Reformas do sistema previdenciário brasileiro

Enviada em 10/07/2018

A previdência social no Brasil deu seus primeiros passos através do presidente Getúlio Vargas, que durante a década de 1930 regularizou o benefício. À vista disso, com o aumento da expectativa de vida no Brasil, o sistema previdenciário, atualmente, enfrenta desafios em relação aos gastos. Diante disso, deve-se analisar como o poder público e o saldo negativo de contribuintes prejudicam tais desafios.

Decerto, o poder público é o principal responsável de tal problema. Isso porque o governo não apresenta ações de fiscalizações eficazes para evitar sonegações. Em 2015, por exemplo, o INSS deixou de arrecadar pelo menos 30,4 bilhões devido à sonegação ou à inadimplência, de acordo com o estudo do Sindicato Nacional dos Auditores Fiscais do Trabalho (Sinait). Além disso, segundo o Sinait, a ineficiência de cobrança subiu de 22% para 33% de 2012 a 2015, ou seja, 92 bilhões de reais, nesses quatros anos, deixaram de ser arrecadados. Por consequência disso, os fundos não pagos causam danos irreversíveis aos cofres da previdência.

Ademais, nota-se, ainda, que o saldo negativo de contribuintes é outro responsável pela crise do sistema previdenciário.
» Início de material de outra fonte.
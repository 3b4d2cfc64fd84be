//! Key-material codec
//!
//! Operators hand the producer PEM files, PKCS#12 bundles or raw symmetric
//! keys. This module classifies and decodes them and converts the result into
//! the JSON-Web-Key form stored inside a binary confidential payload.
//!
//! Supported private key containers:
//! - `PRIVATE KEY` (PKCS#8), RSA or EC on P-256/P-384/P-521
//! - `ENCRYPTED PRIVATE KEY` (PKCS#8 PBES2), given the password
//! - `EC PRIVATE KEY` (SEC1)
//! - `RSA PRIVATE KEY` (PKCS#1)

pub mod jwk;
pub mod pem;
pub mod pkcs12;

use std::fmt;
use thiserror::Error;

pub use self::jwk::{from_jwk_set, import_symmetric, to_jwk, AzureJwk, Jwk};
pub use self::pem::{
    find_certificate_blocks, find_private_key_block, parse_pem_blocks, private_key_from_block,
    private_key_from_encrypted_block, private_key_from_pem, public_key_from_pem, PemBlock,
};
pub use self::pkcs12::{pkcs12_decode, Pkcs12Bundle};

#[derive(Debug, Error)]
pub enum KeyMaterialError {
    #[error("Malformed PEM input: {0}")]
    MalformedPem(String),

    #[error("Unsupported key: {0}")]
    UnsupportedKey(String),

    #[error("Wrong password for protected key material")]
    WrongPassword,

    #[error("Unsupported elliptic curve: {0}")]
    UnsupportedCurve(String),

    #[error("Invalid symmetric key length: {bits} bits (expected 128, 192 or 256)")]
    InvalidKeyLength { bits: usize },

    #[error("Malformed PKCS#12 bundle: {0}")]
    MalformedPkcs12(String),
}

/// A decoded private key
pub enum PrivateKey {
    Rsa(rsa::RsaPrivateKey),
    P256(p256::SecretKey),
    P384(p384::SecretKey),
    P521(p521::SecretKey),
}

impl PrivateKey {
    /// Short algorithm name, safe to log
    pub fn algorithm(&self) -> &'static str {
        match self {
            PrivateKey::Rsa(_) => "RSA",
            PrivateKey::P256(_) => "EC P-256",
            PrivateKey::P384(_) => "EC P-384",
            PrivateKey::P521(_) => "EC P-521",
        }
    }
}

impl fmt::Debug for PrivateKey {
    fn fmt(&self, f: &mut fmt::Formatter<'_>) -> fmt::Result {
        write!(f, "PrivateKey({})", self.algorithm())
    }
}

/// Decode a PKCS#8 `PrivateKeyInfo`, trying RSA and then each supported curve
pub(crate) fn private_key_from_pkcs8_der(der: &[u8]) -> Result<PrivateKey, KeyMaterialError> {
    use pkcs8::DecodePrivateKey;

    if let Ok(key) = rsa::RsaPrivateKey::from_pkcs8_der(der) {
        return Ok(PrivateKey::Rsa(key));
    }
    if let Ok(key) = p256::SecretKey::from_pkcs8_der(der) {
        return Ok(PrivateKey::P256(key));
    }
    if let Ok(key) = p384::SecretKey::from_pkcs8_der(der) {
        return Ok(PrivateKey::P384(key));
    }
    if let Ok(key) = p521::SecretKey::from_pkcs8_der(der) {
        return Ok(PrivateKey::P521(key));
    }
    Err(KeyMaterialError::UnsupportedKey(
        "PKCS#8 key is neither RSA nor EC on P-256/P-384/P-521".to_string(),
    ))
}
Embora a maioria dos trabalhadores contribuírem, esse número mostra-se insuficiente. Consoante ao Ministério do Trabalho (MTB), o déficit, que é o número de pessoas que recebem o benefício comparado aos que contribuem, triplicou em quatro anos. Atrelado a isso,  o aumento do desemprego, por exemplo, contribuiu ainda mais para o resultado desse déficit, como mostra os dados do IBGE. Não é à toa, então, que a falta de colaboradores, nessa proporção, gerou uma dívida de 15 bilhões de reais, conforme o MTB.

Torna-se evidente, portanto, que medidas devem serem tomadas. Em razão disso, a Polícia Federal, com o apoio da Receita Federal, deve investigar e criar um ouvidoria online, de modo a serem feitas denúncias de fraudes dos sonegadores, com o objetivo de diminuir a sonegação e de aumentar a arrecadação, inibindo, consequentemente, danos aos cofres da previdência. Outrossim, o Ministério da Educação, junto ao MTB, deve criar oportunidades de qualificação profissional e emprego, por meio de cursos gratuitos presenciais e/ou a distância, a fim de diminuir o desemprego, com o efeito de aumentar o número de contribuintes. Assim, as famílias e, principalmente, idosos não terá o futuro comprometido.